ねこあつめの家 「Neko Atsume Ie」
Running Time: 92 mins
Release Date: April 08th, 2017
Director: Masatoshi Kurakata
Writer: Yuji Nagamori (Screenplay)
Starring: Atsushi Ito, Shiori Kutsuna, Tomoro Taguchi, Tae Kimura, Kayoko Okubo, Masahiro Toda,
Film adaptations of video games are usually bad. Filmmakers face the choice of trying to faithfully transfer a source choked with awfully written lore like Assassins Creed or depart from the source entirely like Super Mario where the platform jumping turtle stomping plumber fights property developers in New York. What to make out of a casual mobile video game where there’s no real story and the sole aim of the experience is collecting cats and purchasing toys to keep them content?
Neko Atsume House, when translated into English, means Cat Collector’s House. As delightful as this sounds, the narrative eschews producing a Rent-a-neko (2012) style quirky protagonist and gives audiences an every-man struggling in a real situation and shows the help he derives from cats in a gentle comedy.
The character we follow is novelist Masaru Sakumoto (Atsushi Ito). He was once a celebrated hotshot in the literary world but a severe case of writer’s block means he is now forced to churn out a zombie-themed serial novel to earn money. Panicked by feelings of failure, he retreats to an old house in the countryside in a place called Tako town. It is here he aims to find inspiration and jump-start his creativity.
With the change in location comes a change in pace. The surroundings are under-populated compared to Tokyo, quiet without the buzz of the city and its crowds and traffic, and life is slow, something which gets to Masaru who continues to labour with a lack of inspiration. With deadlines approaching and creativity absent, all but one of his editors, Michiru Towada (Shiori Kutsuna), lose faith in him and it looks like he might be dropped by his publisher. Down in the dumps and facing an existential crisis of sorts, he finds himself distracted by some house-guests as, one by one, neighbourhood cats start showing up. Masaru’s new house is their old haunt and despite his desire for solitude, well, who can resist cute cats?

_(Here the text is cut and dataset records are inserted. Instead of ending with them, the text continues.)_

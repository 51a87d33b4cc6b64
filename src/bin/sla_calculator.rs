//! SLA calculator - rolling success ratio from Prometheus counters
//!
//! Every interval, queries the increase of the probe success and failure
//! counters over `SLA_WINDOW`, exports the ratio as `service_sla_percent` and,
//! when `SAGE_TOKEN` is set, forwards it to Sage.
//!
//! # Usage
//! ```sh
//! PROMETHEUS_API_URL=http://prometheus:9090 SLA_WINDOW=1h cargo run --bin sla-calculator
//! ```
//!
//! # Environment Variables
//! - `PROMETHEUS_API_URL` - Prometheus base URL
//! - `SCRAPE_INTERVAL` - Seconds between evaluations (default: 60)
//! - `LOG_LEVEL` - Log level (default: info)
//! - `METRICS_PORT` - Scrape endpoint port (default: 9101)
//! - `SLA_WINDOW` - Aggregation window (default: 1h)
//! - `SAGE_TOKEN` - Bearer token for Sage; push disabled when unset

use anyhow::{Context, Result};
use clap::Parser;
use probewatch::application::{DownstreamPush, Scheduler, SlaUnit};
use probewatch::config::{SlaConfig, load_dotenv};
use probewatch::infrastructure::core::ShutdownSignal;
use probewatch::infrastructure::observability::{MetricsServer, SlaMetrics, init_tracing};
use probewatch::infrastructure::{PrometheusApiClient, SageClient};
use std::path::PathBuf;
use std::sync::Arc;
use tracing::info;

#[derive(Parser, Debug)]
#[command(name = "sla-calculator")]
#[command(about = "Computes a rolling SLA ratio from Prometheus and exports it")]
struct Args {
    /// Load environment from this file instead of ./.env
    #[arg(long)]
    env_file: Option<PathBuf>,

    /// Run a single evaluation and exit
    #[arg(long)]
    once: bool,
}

#[tokio::main]
async fn main() -> Result<()> {
    let args = Args::parse();
    let shutdown = ShutdownSignal::install().context("Failed to install signal handlers")?;
    load_dotenv(args.env_file.as_deref())?;

    let config = SlaConfig::from_env().context("Failed to load SLA configuration")?;
    init_tracing(config.log_level);

    info!(
        "SLA calculator {} starting (backend: {}, window: {})",
        env!("CARGO_PKG_VERSION"),
        config.prometheus_api_url,
        config.window
    );
    if !config.sink.is_enabled() {
        info!("SAGE_TOKEN not set, downstream push disabled");
    }

    let metrics = SlaMetrics::new()?;
    let backend = PrometheusApiClient::new(&config.prometheus_api_url)
        .context("Failed to create Prometheus client")?;
    let sink = SageClient::new(config.sink.url.clone()).context("Failed to create Sage client")?;
    let downstream = DownstreamPush::from_config(&config.sink, Arc::new(sink));

    let unit = SlaUnit::new(
        Arc::new(backend),
        &config.window,
        &config.success_metric,
        &config.failure_metric,
        metrics.clone(),
        downstream,
    );
    let scheduler = Scheduler::new(config.scrape_interval);

    if args.once {
        scheduler.tick(&unit).await;
        return Ok(());
    }

    info!(
        "Starting SLA exporter on port {} (window={})",
        config.metrics_port, config.window
    );
    let server = MetricsServer::bind(config.metrics_port, Arc::new(metrics)).await?;
    let cancel = scheduler.cancellation_token();
    server.spawn(cancel.clone());

    tokio::select! {
        _ = scheduler.run(&unit) => {}
        _ = shutdown.recv() => {
            println!("Terminating");
            cancel.cancel();
        }
    }

    Ok(())
}
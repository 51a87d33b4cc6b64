//! Configuration module for the probe and SLA daemons.
//!
//! Both daemons read an immutable snapshot from environment variables once at
//! startup. Parsing goes through a lookup function so the same code serves the
//! process environment and in-memory maps in tests.

mod prober_config;
mod sla_config;

pub use prober_config::ProberConfig;
pub use sla_config::{SinkConfig, SlaConfig};

use crate::domain::errors::ConfigError;
use anyhow::Context;
use std::env;
use std::fmt::Display;
use std::path::Path;
use std::str::FromStr;
use std::time::Duration;
use tracing::Level;
use url::Url;

/// Source of configuration values, keyed by variable name
pub type Lookup<'a> = &'a dyn Fn(&str) -> Option<String>;

/// Loads a dotenv file into the process environment. Without an explicit
/// path a missing `./.env` is not an error.
pub fn load_dotenv(path: Option<&Path>) -> anyhow::Result<()> {
    match path {
        Some(path) => {
            dotenvy::from_path(path)
                .with_context(|| format!("Failed to load env file {}", path.display()))?;
        }
        None => {
            dotenvy::dotenv().ok();
        }
    }
    Ok(())
}

/// Reads from the process environment.
pub fn env_lookup(key: &str) -> Option<String> {
    env::var(key).ok()
}

/// Blank values count as unset.
fn read(lookup: Lookup<'_>, key: &str) -> Option<String> {
    lookup(key)
        .map(|v| v.trim().to_string())
        .filter(|v| !v.is_empty())
}

fn parse_or<T>(lookup: Lookup<'_>, key: &'static str, default: T) -> Result<T, ConfigError>
where
    T: FromStr,
    T::Err: Display,
{
    match read(lookup, key) {
        None => Ok(default),
        Some(raw) => raw.parse::<T>().map_err(|e| ConfigError::Invalid {
            key,
            value: raw.clone(),
            reason: e.to_string(),
        }),
    }
}

fn parse_interval(
    lookup: Lookup<'_>,
    key: &'static str,
    default_secs: u64,
) -> Result<Duration, ConfigError> {
    let secs = parse_or::<u64>(lookup, key, default_secs)?;
    if secs == 0 {
        return Err(ConfigError::Invalid {
            key,
            value: secs.to_string(),
            reason: "must be greater than zero".to_string(),
        });
    }
    Ok(Duration::from_secs(secs))
}

fn parse_url(key: &'static str, raw: String) -> Result<Url, ConfigError> {
    let url = Url::parse(&raw).map_err(|e| ConfigError::Invalid {
        key,
        value: raw.clone(),
        reason: e.to_string(),
    })?;
    match url.scheme() {
        "http" | "https" => Ok(url),
        other => Err(ConfigError::Invalid {
            key,
            value: raw,
            reason: format!("unsupported scheme '{}'", other),
        }),
    }
}

fn parse_log_level(lookup: Lookup<'_>) -> Result<Level, ConfigError> {
    const KEY: &str = "LOG_LEVEL";
    let Some(raw) = read(lookup, KEY) else {
        return Ok(Level::INFO);
    };

    match raw.to_lowercase().as_str() {
        "trace" => Ok(Level::TRACE),
        "debug" => Ok(Level::DEBUG),
        "info" => Ok(Level::INFO),
        "warn" | "warning" => Ok(Level::WARN),
        "error" | "critical" | "fatal" => Ok(Level::ERROR),
        _ => Err(ConfigError::Invalid {
            key: KEY,
            value: raw,
            reason: "expected one of trace, debug, info, warn, error".to_string(),
        }),
    }
}
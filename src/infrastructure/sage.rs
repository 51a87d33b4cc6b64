//! Sage metric ingestion client.

use crate::domain::errors::SinkError;
use crate::domain::ports::MetricSink;
use crate::domain::sla::SinkSample;
use crate::infrastructure::core::http_client_factory::{
    HttpClientFactory, PUSH_TIMEOUT, error_chain,
};
use async_trait::async_trait;
use reqwest::Client;
use reqwest::header::{ACCEPT, AUTHORIZATION, CONTENT_TYPE};
use url::Url;

pub struct SageClient {
    client: Client,
    url: Url,
}

impl SageClient {
    pub fn new(url: Url) -> anyhow::Result<Self> {
        Ok(Self {
            client: HttpClientFactory::create_client(PUSH_TIMEOUT)?,
            url,
        })
    }
}

#[async_trait]
impl MetricSink for SageClient {
    async fn write(&self, token: &str, sample: &SinkSample) -> Result<(), SinkError> {
        let response = self
            .client
            .put(self.url.clone())
            .header(AUTHORIZATION, format!("Bearer {}", token))
            .header(CONTENT_TYPE, "application/json")
            .header(ACCEPT, "*/*")
            .json(sample)
            .send()
            .await
            .map_err(|e| SinkError::Transport(error_chain(&e)))?;

        let status = response.status().as_u16();
        if status != 200 {
            let body = response.text().await.unwrap_or_default();
            return Err(SinkError::Rejected { status, body });
        }
        Ok(())
    }
}
//! Persistence Layer - 数据持久化
//!
//! SQLite 与 Sled 两个可互换的存储后端实现

pub mod sled;
pub mod sqlite;

pub use self::sled::SledSpeechStore;
pub use self::sqlite::SqliteSpeechStore;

It isn’t long before he buys cat food. Then he needs toys to keep the cats active. Then he needs real advice from an expert. He gets it all at a pet store owned by Yoko (Tae Kimura), a mischievous middle-aged woman who takes a shine to naive and stressed Masaru.
Throughout the film, there is a gentle pace and it gets even gentler as a Masaru retreats into his cat world, watching cats being cats – chasing toys, eating food, hanging out. These capricious and mysterious creatures each have their own natures and the writer in Masaru comes out as he observes them. Michiru offers her own advice, “You need to learn to be free like these kitties,” but maybe this isn’t quite on the mark because with freedom comes being distracted by his feline companions and Masaru escapes from reality. Can he claw his way back?

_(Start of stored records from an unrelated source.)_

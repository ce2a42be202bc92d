//! Speech Command Handlers

use std::sync::Arc;

use crate::application::commands::{DeleteSpeech, SaveSpeech};
use crate::application::error::ApplicationError;
use crate::application::ports::{SpeechRecord, SpeechStorePort};
use crate::domain::NewSpeech;

// ============================================================================
// SaveSpeech
// ============================================================================

/// SaveSpeech Handler - 校验、填充默认值并写入存储
pub struct SaveSpeechHandler {
    store: Arc<dyn SpeechStorePort>,
}

impl SaveSpeechHandler {
    pub fn new(store: Arc<dyn SpeechStorePort>) -> Self {
        Self { store }
    }

    /// 校验失败时直接返回，不触达存储后端
    pub async fn handle(&self, command: SaveSpeech) -> Result<SpeechRecord, ApplicationError> {
        let speech = NewSpeech::new(
            &command.text,
            command.voice_name,
            command.language_code,
            command.pitch,
            command.speed,
            command.volume,
            command.user_id,
        )?;

        let record = self.store.insert(&speech).await?;

        tracing::info!(
            speech_id = %record.id,
            user_id = %record.user_id,
            chars = record.text.chars().count(),
            "Speech record saved"
        );

        Ok(record)
    }
}

// ============================================================================
// DeleteSpeech
// ============================================================================

/// DeleteSpeech Handler - 幂等删除，id 不存在也算成功
pub struct DeleteSpeechHandler {
    store: Arc<dyn SpeechStorePort>,
}

impl DeleteSpeechHandler {
    pub fn new(store: Arc<dyn SpeechStorePort>) -> Self {
        Self { store }
    }

    pub async fn handle(&self, command: DeleteSpeech) -> Result<(), ApplicationError> {
        self.store.delete_by_id(&command.id).await?;

        tracing::info!(speech_id = %command.id, "Speech record deleted");

        Ok(())
    }
}

#[cfg(test)]
mod tests {
    use super::*;
    use crate::infrastructure::memory::InMemorySpeechStore;

    fn save_command(text: &str) -> SaveSpeech {
        SaveSpeech {
            text: text.to_string(),
            voice_name: None,
            language_code: None,
            pitch: None,
            speed: None,
            volume: None,
            user_id: None,
        }
    }

    #[tokio::test]
    async fn test_save_round_trip() {
        let store = Arc::new(InMemorySpeechStore::new());
        let handler = SaveSpeechHandler::new(store.clone());

        let record = handler.handle(save_command("  Hello world  ")).await.unwrap();
        assert_eq!(record.text, "Hello world");
        assert_eq!(record.voice_name, "Default");
        assert_eq!(record.pitch, 1.0);
        assert_eq!(store.len(), 1);
    }

    #[tokio::test]
    async fn test_save_empty_text_never_reaches_store() {
        let store = Arc::new(InMemorySpeechStore::new());
        let handler = SaveSpeechHandler::new(store.clone());

        let err = handler.handle(save_command("   \n ")).await.unwrap_err();
        assert!(matches!(err, ApplicationError::ValidationError(_)));
        assert_eq!(store.len(), 0);
    }

    #[tokio::test]
    async fn test_save_out_of_range_pitch_rejected() {
        let store = Arc::new(InMemorySpeechStore::new());
        let handler = SaveSpeechHandler::new(store.clone());

        let mut command = save_command("hi");
        command.pitch = Some(2.5);
        let err = handler.handle(command).await.unwrap_err();
        assert!(matches!(err, ApplicationError::ValidationError(_)));
        assert_eq!(store.len(), 0);
    }

    #[tokio::test]
    async fn test_delete_nonexistent_id_is_ok() {
        let store = Arc::new(InMemorySpeechStore::new());
        let handler = DeleteSpeechHandler::new(store);

        let result = handler
            .handle(DeleteSpeech {
                id: "no-such-id".to_string(),
            })
            .await;
        assert!(result.is_ok());
    }

    #[tokio::test]
    async fn test_delete_removes_record() {
        let store = Arc::new(InMemorySpeechStore::new());
        let save = SaveSpeechHandler::new(store.clone());
        let delete = DeleteSpeechHandler::new(store.clone());

        let record = save.handle(save_command("hi")).await.unwrap();
        delete
            .handle(DeleteSpeech {
                id: record.id.to_string(),
            })
            .await
            .unwrap();
        assert_eq!(store.len(), 0);
    }
}
//! Speech Domain - 朗读记录校验规则
//!
//! 所有字段的默认值与取值范围在此集中定义，
//! 存储适配器只负责持久化，不做二次校验。

use thiserror::Error;

/// 文本最大长度（字符数）
pub const MAX_TEXT_CHARS: usize = 5000;

/// pitch / speed 取值范围
pub const RATE_RANGE: (f64, f64) = (0.5, 2.0);

/// volume 取值范围
pub const VOLUME_RANGE: (f64, f64) = (0.0, 1.0);

/// 校验错误
#[derive(Debug, Error, PartialEq)]
pub enum SpeechValidationError {
    #[error("Text is required")]
    EmptyText,

    #[error("Text exceeds maximum length of {MAX_TEXT_CHARS} characters (got {0})")]
    TextTooLong(usize),

    #[error("{field} out of range: {value} (expected {min}..={max})")]
    OutOfRange {
        field: &'static str,
        value: f64,
        min: f64,
        max: f64,
    },
}

/// 字段默认值
pub struct SpeechDefaults;

impl SpeechDefaults {
    pub const VOICE_NAME: &'static str = "Default";
    pub const LANGUAGE_CODE: &'static str = "en-US";
    pub const PITCH: f64 = 1.0;
    pub const SPEED: f64 = 1.0;
    pub const VOLUME: f64 = 1.0;
    pub const USER_ID: &'static str = "anonymous";
}

/// 已校验、已填充默认值的新记录
///
/// `id` 和 `created_at` 由存储适配器在插入时分配。
#[derive(Debug, Clone, PartialEq)]
pub struct NewSpeech {
    pub text: String,
    pub voice_name: String,
    pub language_code: String,
    pub pitch: f64,
    pub speed: f64,
    pub volume: f64,
    pub user_id: String,
}

impl NewSpeech {
    /// 校验输入并填充默认值
    ///
    /// - `text` 去除首尾空白后必须非空且不超过 5000 字符
    /// - 数值字段超出范围时拒绝（不截断、不回退默认值），
    ///   两个后端行为一致
    pub fn new(
        text: &str,
        voice_name: Option<String>,
        language_code: Option<String>,
        pitch: Option<f64>,
        speed: Option<f64>,
        volume: Option<f64>,
        user_id: Option<String>,
    ) -> Result<Self, SpeechValidationError> {
        let text = text.trim();
        if text.is_empty() {
            return Err(SpeechValidationError::EmptyText);
        }
        let char_count = text.chars().count();
        if char_count > MAX_TEXT_CHARS {
            return Err(SpeechValidationError::TextTooLong(char_count));
        }

        let pitch = pitch.unwrap_or(SpeechDefaults::PITCH);
        check_range("pitch", pitch, RATE_RANGE)?;
        let speed = speed.unwrap_or(SpeechDefaults::SPEED);
        check_range("speed", speed, RATE_RANGE)?;
        let volume = volume.unwrap_or(SpeechDefaults::VOLUME);
        check_range("volume", volume, VOLUME_RANGE)?;

        Ok(Self {
            text: text.to_string(),
            voice_name: voice_name.unwrap_or_else(|| SpeechDefaults::VOICE_NAME.to_string()),
            language_code: language_code
                .unwrap_or_else(|| SpeechDefaults::LANGUAGE_CODE.to_string()),
            pitch,
            speed,
            volume,
            user_id: user_id.unwrap_or_else(|| SpeechDefaults::USER_ID.to_string()),
        })
    }
}

fn check_range(
    field: &'static str,
    value: f64,
    (min, max): (f64, f64),
) -> Result<(), SpeechValidationError> {
    if value < min || value > max || !value.is_finite() {
        return Err(SpeechValidationError::OutOfRange {
            field,
            value,
            min,
            max,
        });
    }
    Ok(())
}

There are occasional visual flourishes throughout all of this such as prodigious amounts of on-screen text when Masaru, slave to his reader’s comments, checks the internet but the camera has a more feline quality to it, observant and sinuously moving around areas, panning around the characters during their talks and scoping out Masaru’s garden as he gives in to becoming a neko-maniac, his house and garden filled with the accoutrements of a neko-keeper, presumably things you can purchase in-game, and he makes a cat scrapbook to document all his fellow house-mates. The look of satisfaction on his face matches the jaunty music of the film’s score but as much as this is fun, the real world soon comes knocking as money worries dog Masaru.

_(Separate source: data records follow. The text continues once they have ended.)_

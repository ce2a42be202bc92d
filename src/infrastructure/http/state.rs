//! Application State

use std::sync::Arc;

use crate::application::{
    DeleteSpeechHandler, GetHistoryHandler, GetStatisticsHandler, SaveSpeechHandler,
    SpeechStorePort,
};

/// 应用状态
///
/// 存储适配器在进程启动时构造一次，经构造函数注入，
/// 不使用全局单例句柄
pub struct AppState {
    pub save_handler: SaveSpeechHandler,
    pub delete_handler: DeleteSpeechHandler,
    pub history_handler: GetHistoryHandler,
    pub statistics_handler: GetStatisticsHandler,

    /// 当前进程使用的后端名称（health 端点展示用）
    pub backend_name: &'static str,
}

impl AppState {
    /// 创建应用状态
    pub fn new(store: Arc<dyn SpeechStorePort>, backend_name: &'static str) -> Self {
        Self {
            save_handler: SaveSpeechHandler::new(store.clone()),
            delete_handler: DeleteSpeechHandler::new(store.clone()),
            history_handler: GetHistoryHandler::new(store.clone()),
            statistics_handler: GetStatisticsHandler::new(store),
            backend_name,
        }
    }
}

This is all surely a nod to the game – in-game purchasing of items for pets that are a distraction from the real world. The comedy in the run-up to this creative dead-end mostly consists of miscommunication, the occasional pratfalls, exaggerated facial expressions but when Masaru’s new-found love of cats hits high gear, the film gets a little more serious. The writer has to find a way around his creative impasse or lose everything but watching cats has its benefits (as any owner will tell you). His feline friends allow him time for contemplation and also new friendships. Not such a waste of time after all!
There are no forced romances or villains here, everyone is working and has their own lives and their goodness motivates them to help others. Shiori Kutsuna’s character is an earnest young editor able to see Masaru’s talent and works hard to foster it but she still has room to grow as she learns about how to handle writers. Her story has its own development that would continue without Masaru. The other major figure is Tae Kimura’s character who has an utterly charming personality. Her humane attitude creates a safe environment for Masaru to indulge his cat collecting mania and find himself again. Kimura ensures her character has a fun and alluring sassiness which acts as a prod to get the writer moving. She endlessly teases him and in one delightfully sensuous sequence she stretches and bumps her body up against the flustered man much like a feline as she purrs some advice, explaining how chasing cats is like chasing women. She has her own life and contentment and is not dependent on Masaru.
Ultimately the narrative comes back to the titular cat collector and it is on him to drive himself forward. The film gets to that point thanks to the intervention of other characters and an army of cats who change his way of thinking but also his own self-motivation which comes alive and is shown in a short and subtle and profound flashback as he recaptures the feelings and memories that made him want to write, his original voice and inspiration. Everyone in the audience will be able to identify with his journey.
So it turns out that the lack of a story is a boon as writer Yuji Nagamori and director Masatoshi Kurakata make a charming film with wide appeal. With the focus less on the game and more about the charms of the game, the collection of cats, and the people drawn to feline companionship. The characters are allowed to grow at their own pace and win over the audience in pleasingly developed character arcs that are sure to satisfy.